The most difficult part of my divorce was the custody issue. This is where I did everything I possibly could to protect the children from the battle that was going on in trial court.
When my X and I exchanged the children for visitation, I did whatever I could to remain polite and to establish a reasonably friendly and civilized atmosphere. I can remember grinding my teeth to keep my mouth shut so I wouldn't say anything that would later be a problem.
Today I had a conversation with my older daughter. She said to me, I am now beginning to understand what an unusual childhood I have had. My heart leapt to my mouth as I wondered what she meant, thinking she was about to share some divorce trauma with me. Instead, she said "You always took us to the library so that I have read many more books than most people my age."
I felt so relieved. If that is all that she remembers as being unusual about her childhood, I will have achieved my goal of protecting her from the dangerous fallout from my divorce. I then laughed and said, "Well, that was actually you, because when I took you to the library, it never occurred to you to say 'I don't want to go.'"
Unfortunately, for Patricia Bauer, in her case, she didn't have the same luck.
When she told her son, Gregory, we are now moving to Minneapolis, he said "No, I don't want to go. I want to stay in Simsbury with my Dad!"
My position had always been in regard to my children that they will do as they are told because I am the mother. However, when family court involves itself in your lives, that kind of firm control goes overboard as the court allows the kids to use the GAL against you, the attorneys in the case fabricate false information about you, and then undermine your authority.
Can any of you relate to that? I think you can.
This is very problematic for a mother and I have heard stories about this from many of them. I think it is very hard to shift from having full authority to having most of the authority shift from Mother to all these other people from family court who really have no idea what is going on the way a Mother does.
This is tough enough when the children are young and need the kind of firm hand a Mother can provide, but what do you do, what will the family court do when these children begin to verge upon the age of decision making? What do you do when the children reach 13, 14, 15 years old? How much do you listen to the views of children that age?

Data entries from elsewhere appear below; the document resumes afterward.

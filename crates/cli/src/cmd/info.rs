use anyhow::Result;

use super::RecipeArgs;
use crate::output::{OutputFormat, print_json, print_package_info};

/// Print what consumers link against.
pub fn cmd_info(args: &RecipeArgs, format: OutputFormat) -> Result<()> {
  let recipe = args.recipe()?;
  let info = recipe.package_info();

  if format.is_json() {
    return print_json(&info);
  }

  print_package_info(&info);
  Ok(())
}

Now Charles and Patricia Bauer spent around $400,000, as you know, fighting over the custody of their son. The young man involved in this case, Gregory, at the time around 15 years old, met with a psychologist, Dr. Wilbur Nelson, who stated that Gregory had "the requisite intelligence to have an informed preference concerning his living circumstances."

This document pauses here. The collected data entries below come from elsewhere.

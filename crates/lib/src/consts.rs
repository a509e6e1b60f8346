//! Fixed names and versions of the packaged library and its build inputs.

pub const APP_NAME: &str = "litepack";

/// Released TensorFlow version whose Lite runtime is packaged.
pub const LIBRARY_VERSION: &str = "1.14.0";

pub const PACKAGE_NAME: &str = "tensorflow-lite";

/// TensorFlow 1.14.0 requires Bazel 0.24.1.
pub const BAZEL_VERSION: &str = "0.24.1";

/// Canonical directory name of the extracted source tree.
pub const SOURCE_DIR: &str = "source_subfolder";

/// Directory produced by extracting the triSYCL master archive.
pub const SYCL_DIR: &str = "triSYCL-master";

/// Highest NDK API level that also allows GPU acceleration.
pub const NDK_API_LEVEL: &str = "18";

/// Generated bazelrc written by `configure.py`.
pub const CONFIGURE_BAZELRC: &str = ".tf_configure.bazelrc";

pub const PRIMARY_LIB: &str = "tensorflowlite";
pub const GPU_LIB: &str = "tensorflowlite_gpu_gl";

pub const PRIMARY_TARGET: &str = "//tensorflow/lite:libtensorflowlite.so";
pub const GPU_TARGET: &str = "//tensorflow/lite/delegates/gpu:libtensorflowlite_gpu_gl.so";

My best bet is that at age 15, the trial court is going to conclude this about any child. So, if you have a 15 year old child who is stating a preference for any particular living arrangement, do not spend $400,000 fighting that because, trust me, the conclusion is foregone.
You know you are out of luck if the trial court assigns an Attorney of the Minor Child to the child rather than a GAL as they did in the Bauer case. That is one great big hint to you that whatever the child wants, he or she will get.

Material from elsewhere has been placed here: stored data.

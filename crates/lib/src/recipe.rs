//! The package recipe: `source`, `build`, `package` and `package_info` hooks.
//!
//! Hooks run strictly in that order. Each takes the external seams it needs
//! (downloader, tool runner, diagnostic classifier) as parameters, so the
//! same recipe drives real tools from the CLI and fakes in tests.

use serde::Serialize;
use thiserror::Error;
use tracing::info;

use crate::build::{BuildContext, BuildError, BuildReport, BuildStage, Builder, StageError};
use crate::config::{ConfigError, RecipeConfig};
use crate::diagnostic::DiagnosticClassifier;
use crate::package::{PackageError, PackageInfo, PackageReport, package, package_info};
use crate::platform::{Features, Os, Platform, PlatformError};
use crate::provision::{Downloader, ProvisionError, ProvisionReport, Resource, provision, resources};
use crate::tool::ToolRunner;
use crate::toolchain::Toolchain;

#[derive(Debug, Error)]
pub enum RecipeError {
  #[error(transparent)]
  Config(#[from] ConfigError),

  #[error(transparent)]
  Platform(#[from] PlatformError),

  #[error(transparent)]
  Provision(#[from] ProvisionError),

  #[error(transparent)]
  Build(#[from] BuildError),

  #[error(transparent)]
  Package(#[from] PackageError),

  #[error(transparent)]
  Stage(#[from] StageError),
}

/// Result of running every hook.
#[derive(Debug, Clone, Serialize)]
pub struct RunReport {
  pub provision: ProvisionReport,
  pub build: BuildReport,
  pub package: PackageReport,
  pub stage: BuildStage,
}

#[derive(Debug, Clone)]
pub struct Recipe {
  pub config: RecipeConfig,
  pub platform: Platform,
  pub features: Features,
  pub toolchain: Toolchain,
}

impl Recipe {
  /// Recipe for `platform`, discovering the cross toolchain from the
  /// environment now rather than during the build. Configured directories
  /// are made absolute here.
  pub fn new(config: RecipeConfig, platform: Platform, features: Features) -> Result<Self, RecipeError> {
    let config = config.absolute()?;
    let toolchain = Toolchain::resolve(platform.arch);
    Ok(Self {
      config,
      platform,
      features,
      toolchain,
    })
  }

  pub fn with_toolchain(mut self, toolchain: Toolchain) -> Self {
    self.toolchain = toolchain;
    self
  }

  /// Inputs `source` fetches. The Bazel installer has to run on this
  /// machine, so it follows the host OS whatever the target is.
  pub fn resources(&self) -> Result<Vec<Resource>, RecipeError> {
    let host = Os::host().ok_or_else(|| PlatformError::UnsupportedHost {
      os: std::env::consts::OS.to_string(),
      arch: std::env::consts::ARCH.to_string(),
    })?;
    Ok(resources(host, &self.config.sha256))
  }

  /// Fetch whatever inputs are missing from the work directory.
  pub async fn source(&self, downloader: &impl Downloader) -> Result<ProvisionReport, RecipeError> {
    let report = provision(&self.config.work_dir, &self.resources()?, downloader).await?;
    info!(fetched = report.fetched.len(), skipped = report.skipped.len(), "sources ready");
    Ok(report)
  }

  pub fn build_context(&self) -> BuildContext {
    BuildContext::new(&self.config, self.toolchain.clone())
  }

  pub async fn build(
    &self,
    runner: &impl ToolRunner,
    classifier: &impl DiagnosticClassifier,
  ) -> Result<BuildReport, RecipeError> {
    let context = self.build_context();
    let report = Builder::new(&context, runner, classifier)
      .run(&self.platform, &self.features)
      .await?;
    Ok(report)
  }

  pub fn package(&self) -> Result<PackageReport, RecipeError> {
    let report = package(&self.config.source_dir(), &self.config.package_dir(), &self.features)?;
    Ok(report)
  }

  pub fn package_info(&self) -> PackageInfo {
    package_info(&self.features)
  }

  /// `source`, `build` and `package`, in order, stopping at the first error.
  pub async fn run_all(
    &self,
    downloader: &impl Downloader,
    runner: &impl ToolRunner,
    classifier: &impl DiagnosticClassifier,
  ) -> Result<RunReport, RecipeError> {
    let provision = self.source(downloader).await?;
    let build = self.build(runner, classifier).await?;
    let package = self.package()?;
    let stage = build.stage.advance(BuildStage::Packaged)?;

    Ok(RunReport {
      provision,
      build,
      package,
      stage,
    })
  }
}

#[cfg(test)]
mod tests {
  use std::path::PathBuf;

  use super::*;
  use crate::diagnostic::IndentationErrorClassifier;
  use crate::platform::{Arch, Compiler};
  use crate::provision::bazel_installer_name;
  use crate::tool::{Invocation, ToolError, ToolOutput};
  use crate::util::testutil::{FakeDownloader, RecordingRunner, failed_output};
  use tempfile::TempDir;

  const TRISYCL_URL: &str = "https://github.com/triSYCL/triSYCL/archive/master.zip";
  const TENSORFLOW_URL: &str = "https://github.com/tensorflow/tensorflow/archive/v1.14.0.tar.gz";

  /// Records commands and drops libraries into `bazel-bin` on `bazel build`.
  struct FakeBazel {
    inner: RecordingRunner,
    source_dir: PathBuf,
  }

  impl ToolRunner for FakeBazel {
    async fn run(&self, invocation: &Invocation) -> Result<ToolOutput, ToolError> {
      if invocation.program == "bazel" && invocation.has_arg("build") {
        let bin = self.source_dir.join("bazel-bin/tensorflow/lite");
        std::fs::create_dir_all(bin.join("delegates/gpu")).unwrap();
        std::fs::write(bin.join("libtensorflowlite.so"), "elf").unwrap();
        std::fs::create_dir_all(self.source_dir.join("tensorflow/lite")).unwrap();
        std::fs::write(self.source_dir.join("tensorflow/lite/interpreter.h"), "#pragma once").unwrap();
        if invocation.has_arg("//tensorflow/lite/delegates/gpu:libtensorflowlite_gpu_gl.so") {
          std::fs::write(bin.join("delegates/gpu/libtensorflowlite_gpu_gl.so"), "elf").unwrap();
        }
      }
      self.inner.run(invocation).await
    }
  }

  fn recipe(temp: &TempDir, features: Features) -> Recipe {
    let mut config = RecipeConfig::default().with_work_dir(temp.path());
    config.bazel = "bazel".to_string();
    Recipe::new(config, Platform::new(Os::Linux, Arch::X86_64, Compiler::Gcc), features)
      .unwrap()
      .with_toolchain(Toolchain::host())
  }

  fn downloader() -> FakeDownloader {
    FakeDownloader::new()
      .with_archive(TRISYCL_URL, "triSYCL-master")
      .with_archive(TENSORFLOW_URL, "tensorflow-1.14.0")
  }

  #[tokio::test]
  async fn source_is_idempotent() {
    let temp = TempDir::new().unwrap();
    let recipe = recipe(&temp, Features::default());
    let downloader = downloader();

    let first = recipe.source(&downloader).await.unwrap();
    let calls_after_first = downloader.calls().len();
    let second = recipe.source(&downloader).await.unwrap();

    assert_eq!(first.fetched, vec!["bazel", "trisycl", "tensorflow"]);
    assert_eq!(calls_after_first, 3);
    assert_eq!(downloader.calls().len(), 3);
    assert_eq!(second.skipped.len(), 3);
    assert!(recipe.config.source_dir().join("README").exists());
    assert!(
      temp
        .path()
        .join(bazel_installer_name(Os::host().unwrap()))
        .exists()
    );
  }

  #[tokio::test]
  async fn run_all_packages_gpu_build() {
    let temp = TempDir::new().unwrap();
    let recipe = recipe(&temp, Features { gpu: true });
    let runner = FakeBazel {
      inner: RecordingRunner::new(),
      source_dir: recipe.config.source_dir(),
    };

    let report = recipe
      .run_all(&downloader(), &runner, &IndentationErrorClassifier)
      .await
      .unwrap();

    assert_eq!(report.stage, BuildStage::Packaged);
    assert_eq!(report.build.stage, BuildStage::Built);
    assert_eq!(report.package.libraries.len(), 2);
    let pkg = recipe.config.package_dir();
    assert!(pkg.join("lib/libtensorflowlite.so").is_file());
    assert!(pkg.join("lib/libtensorflowlite_gpu_gl.so").is_file());
    assert_eq!(recipe.package_info().libs, vec!["tensorflowlite", "tensorflowlite_gpu_gl"]);
  }

  #[tokio::test]
  async fn build_failure_stops_before_packaging() {
    let temp = TempDir::new().unwrap();
    let recipe = recipe(&temp, Features::default());
    let runner = RecordingRunner::new().on("bazel build", failed_output(1, "compilation failed"));

    let err = recipe
      .run_all(&downloader(), &runner, &IndentationErrorClassifier)
      .await
      .unwrap_err();

    assert!(matches!(err, RecipeError::Build(BuildError::Tool(_))));
    assert!(!recipe.config.package_dir().exists());
  }

  #[test]
  fn relative_work_dir_reaches_tools_as_absolute() {
    let config = RecipeConfig::default().with_work_dir("relative-work");
    let recipe = Recipe::new(config, Platform::new(Os::Android, Arch::Armv8, Compiler::Clang), Features::default())
      .unwrap()
      .with_toolchain(Toolchain::host());

    let context = recipe.build_context();
    assert!(context.work_dir.is_absolute());
    assert!(context.source_dir.is_absolute());
    assert!(context.sycl_dir.is_absolute());
  }

  #[test]
  fn package_without_build_fails() {
    let temp = TempDir::new().unwrap();
    let recipe = recipe(&temp, Features::default());

    let err = recipe.package().unwrap_err();
    assert!(matches!(err, RecipeError::Package(PackageError::MissingBuildOutput(_))));
  }
}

It may be still rather iffy at 13 or 14, but at 15, you have lost before you even begin if you try to go against the wishes of the child. When I tell this to parents, they always argue with me. They can't seem to believe it is true. It is amazing how many so called adults find it hard to understand that little Johnny, little Johnette, is all grown up and responsible for his or her actions, including taking action with AMCs and GALs and the trial court which are harming such parents profoundly.
Regretably speaking, for such litigants, I can only say, the sooner they figure this concept out, the better. Because until they do, they will simply be banging their heads against a brick wall. And I've seen people bang their heads against this particular wall for a considerably long period of time and all that does is cost time, money, and heart ache for no damn good reason, as the Bauer case goes to show. Kids are kids and they can be heartless, not unloving, but heartless.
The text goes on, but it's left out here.